Migranti in Albania, Kelany: "Il centro di Gjader è funzionante, smontate le bugie della sinistra"
La responsabile immigrazione di FdI: «Altro che fallimento» Le toghe «hanno ritardato le procedure accelerate di frontiera»
«Questa nostra visita ha smontato, in ogni punto, la narrazione della sinistra, che racconta, in Italia, di un fallimento smentito dai numeri. Oggi lo abbiamo visto con i nostri occhi: questo modello funziona eccome». Sara Kelany, responsabile immigrazione di FdI, racconta la giornata di ieri, trascorsa insieme alla delegazione del suo partito, in Albania.
Ci spiega i motivi di questa visita al Cpr di Gjader della delegazione di FdI?
«Il motivo è presto detto: siamo venuti a verificare prima, a testimoniare poi che il Cpr funziona eccome. A differenza di quello che racconta la sinistra nel nostro Paese. Non solo, funziona a pieno regime. E per confermarglielo, le cito due numeri: su 96 posti disponibili, attualmente si trovano a Gjader 82 migranti. Quindi circa il 90% della struttura è funzionante. Ecco, mi pare del tutto evidente come non si possa, neppure lontanamente definirlo un fallimento.

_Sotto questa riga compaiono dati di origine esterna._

//! Keyboard input: the dashboard's key vocabulary and its terminal source.

use std::io;

use crossterm::event::{Event, EventStream, KeyCode, KeyEvent, KeyEventKind, KeyModifiers};
use futures_util::StreamExt;

/// Discrete keys the dashboard reacts to.
#[derive(Debug, Clone, Copy, PartialEq, Eq)]
pub enum Key {
    Up,
    Down,
    Left,
    Right,
    Enter,
    Quit,
    Interrupt,
}

impl Key {
    /// Map a terminal key event, or `None` for keys the dashboard ignores.
    pub fn from_event(event: KeyEvent) -> Option<Self> {
        // Windows reports releases too
        if event.kind == KeyEventKind::Release {
            return None;
        }

        match event.code {
            KeyCode::Char('c') if event.modifiers.contains(KeyModifiers::CONTROL) => {
                Some(Key::Interrupt)
            }
            KeyCode::Char('q') | KeyCode::Char('Q') => Some(Key::Quit),
            KeyCode::Up | KeyCode::Char('k') => Some(Key::Up),
            KeyCode::Down | KeyCode::Char('j') => Some(Key::Down),
            KeyCode::Left | KeyCode::Char('h') | KeyCode::Esc => Some(Key::Left),
            KeyCode::Right | KeyCode::Char('l') => Some(Key::Right),
            KeyCode::Enter => Some(Key::Enter),
            _ => None,
        }
    }

    pub fn is_quit(self) -> bool {
        matches!(self, Key::Quit | Key::Interrupt)
    }
}

/// A source of keys for the event loop.
///
/// `next_key` must be cancel-safe: the loop races it against the refresh
/// timer and drops it when the timer wins.
#[allow(async_fn_in_trait)]
pub trait InputSource {
    /// The next key, an input error, or `None` once input is exhausted.
    async fn next_key(&mut self) -> Option<io::Result<Key>>;
}

/// Keys read from the terminal through crossterm's async event stream.
pub struct TerminalInput {
    events: EventStream,
}

impl TerminalInput {
    pub fn new() -> Self {
        Self {
            events: EventStream::new(),
        }
    }
}

impl Default for TerminalInput {
    fn default() -> Self {
        Self::new()
    }
}

impl InputSource for TerminalInput {
    async fn next_key(&mut self) -> Option<io::Result<Key>> {
        loop {
            match self.events.next().await? {
                Ok(Event::Key(event)) => {
                    if let Some(key) = Key::from_event(event) {
                        return Some(Ok(key));
                    }
                }
                // Mouse, paste, resize: the next tick repaints at the new size
                Ok(_) => {}
                Err(e) => return Some(Err(e)),
            }
        }
    }
}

Al contrario, il Cpr, oggetto della nostra visita, è una struttura che funziona e funziona bene. Abbiamo parlato con gli operatori presenti, polizia, carabinieri e guardia di finanza. Abbiamo visitato il centro sanitario e abbiamo dialogato con degli operatori sanitari presenti. Le dico che ho trovato un luogo pulitissimo, ordinato ed efficiente. Nel dispositivo di sicurezza ho potuto osservare una grande serenità».
Ha trovato le strutture pronte ed efficienti o ancora serve del tempo per poterle utilizzare al massimo?

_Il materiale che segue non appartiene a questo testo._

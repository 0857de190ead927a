use super::{CacheError, KvStore};
use async_trait::async_trait;
use std::collections::HashMap;
use std::time::Duration;
use tokio::sync::RwLock;
use tokio::time::Instant;

struct Entry {
    value: String,
    expires_at: Instant,
}

/// In-process [`KvStore`] with lazy expiry.
///
/// Suitable for a single server instance and for tests; contents are lost on restart.
#[derive(Default)]
pub struct MemoryKvStore {
    entries: RwLock<HashMap<String, Entry>>,
}

impl MemoryKvStore {
    /// Create an empty store.
    pub fn new() -> Self {
        Self::default()
    }
}

#[async_trait]
impl KvStore for MemoryKvStore {
    async fn get(&self, key: &str) -> Result<Option<String>, CacheError> {
        let now = Instant::now();
        {
            let entries = self.entries.read().await;
            match entries.get(key) {
                None => return Ok(None),
                Some(entry) if entry.expires_at > now => return Ok(Some(entry.value.clone())),
                Some(_) => {}
            }
        }

        let mut entries = self.entries.write().await;
        if entries
            .get(key)
            .is_some_and(|entry| entry.expires_at <= now)
        {
            entries.remove(key);
            tracing::trace!(key, "Evicted expired cache entry");
        }
        Ok(None)
    }

    async fn set(&self, key: &str, value: &str, ttl: Duration) -> Result<(), CacheError> {
        let entry = Entry {
            value: value.to_string(),
            expires_at: Instant::now() + ttl,
        };
        self.entries.write().await.insert(key.to_string(), entry);
        Ok(())
    }
}

#[cfg(test)]
mod tests {
    use super::*;

    #[tokio::test(start_paused = true)]
    async fn entries_expire_after_ttl() {
        let store = MemoryKvStore::new();
        store
            .set("k", "v", Duration::from_secs(5))
            .await
            .expect("set");

        tokio::time::advance(Duration::from_secs(4)).await;
        assert_eq!(store.get("k").await.expect("get").as_deref(), Some("v"));

        tokio::time::advance(Duration::from_secs(1)).await;
        assert_eq!(store.get("k").await.expect("get"), None);
        assert!(store.entries.read().await.is_empty());
    }

    #[tokio::test]
    async fn set_overwrites_existing_value() {
        let store = MemoryKvStore::new();
        store.set("k", "a", Duration::from_secs(60)).await.expect("set");
        store.set("k", "b", Duration::from_secs(60)).await.expect("set");
        assert_eq!(store.get("k").await.expect("get").as_deref(), Some("b"));
    }
}
use super::{
    LanguageModel, LlmError, LlmRequest, LlmResponse, classify_status, classify_transport_error,
};
use async_trait::async_trait;
use reqwest::{Client, StatusCode};
use serde::Deserialize;
use serde_json::json;

/// Client for a local Ollama runtime's `/api/generate` endpoint.
pub struct OllamaClient {
    http: Client,
    base_url: String,
}

impl OllamaClient {
    /// Build a client for the runtime at `base_url`.
    pub fn new(base_url: String) -> Result<Self, LlmError> {
        let http = Client::builder()
            .user_agent("caution/ollama")
            .build()
            .map_err(|error| LlmError::Config(error.to_string()))?;
        Ok(Self { http, base_url })
    }

    fn endpoint(&self) -> String {
        format!("{}/api/generate", self.base_url.trim_end_matches('/'))
    }
}

#[derive(Debug, Deserialize)]
struct OllamaResponse {
    response: String,
    done: bool,
}

#[async_trait]
impl LanguageModel for OllamaClient {
    async fn complete(&self, request: LlmRequest) -> Result<LlmResponse, LlmError> {
        let payload = json!({
            "model": request.model,
            "prompt": request.prompt,
            "stream": false,
            "options": {
                "temperature": 0.1,
            }
        });

        let response = self
            .http
            .post(self.endpoint())
            .json(&payload)
            .send()
            .await
            .map_err(classify_transport_error)?;

        if response.status() == StatusCode::NOT_FOUND {
            return Err(LlmError::Unavailable(format!(
                "Ollama endpoint {} returned 404",
                self.endpoint()
            )));
        }

        if !response.status().is_success() {
            return Err(classify_status(response).await);
        }

        let body: OllamaResponse = response.json().await.map_err(|error| {
            LlmError::InvalidResponse(format!("failed to decode Ollama response: {error}"))
        })?;

        if !body.done {
            return Err(LlmError::InvalidResponse(
                "Ollama response incomplete (streaming not supported)".into(),
            ));
        }

        Ok(LlmResponse {
            content: body.response.trim().to_string(),
        })
    }
}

«Voglio essere trasparente su questo punto: qui in Albania è tutto pronto. Non serve assolutamente altro tempo, il Cpr è in uso, funziona e funziona bene.
Anzi, questo modello è la dimostrazione che il nostro governo vuole davvero combattere l'immigrazione clandestina e rendere le nostre città più sicure».
Quanto hanno inciso certe discutibili decisioni delle toghe rosse sul funzionamento dei due Cpr in Albania?
«Hanno inciso e molto. Perché hanno ritardato l’entrata in vigore di quella parte di centro adibito alle procedure acceleratedi frontiera. Ci sono stati dei giudici che, incredibilmente, hanno ritenuto non sicuri Paesi come l'Egitto o il Bangladesh. Oggi, anche sul Cpr, ci sono situazioni che lasciano basiti: pensi che, se un migrante reiterala domanda di asilo, ci sono giudici che impongono al nostro Paese di riportare questi migranti in Italia e di rimetterli a piede libero, in attesa del nuovo pronunciamento sulla suddetta domanda di asilo. Io vorrei ricordare come qui a Gjader vi siano persone spesso pericolose, che si sono macchiate di crimini e rappresentano per i nostri cittadini un pericolo».
La sinistra ironizza e considera questa esperienza fallimentare. Come risponde ai progressisti?
«Partiamo dal ricordare come i nostri parlamentari siano andati in tutti i Cpr presenti in Italia. E, in ogni caso, non è la sinistra che decide dove i nostri eletti possano o debbano recarsi. I progressisti sono venuti tante volte qui, in Albania, e non abbiamo mai detto nulla. Oggiveniamo noi e ci attaccano. Sa perché lo fanno?
Perché la loro mentalità è e resta quella del regime comunista. Probabilmente non vogliono che si racconti come questo Cpr funziona e funziona bene».
In Toscana il Viminale ha avvertito il governatore che verrà realizzato un Cpr in provincia di Massa Carrara. La sinistra toscana ha alzato le barricate. Perché questo atteggiamento esclusivamente ideologico?
“La sinistra, su questo tema, ha da sempre un approccio ideologico. Noi, al contrario, vogliamo che le nostre città sia più sicure. E i numeri ci dicono che esiste un nesso evidente tra l’immigrazione incontrollata e i reati come furti, scippi o rapine. Ci aspettiamo che la sinistra sia più matura quando si parla di sicurezza nelle nostre città, ma il rischio che tale atteggiamento più maturo non arrivi mai esiste eccome».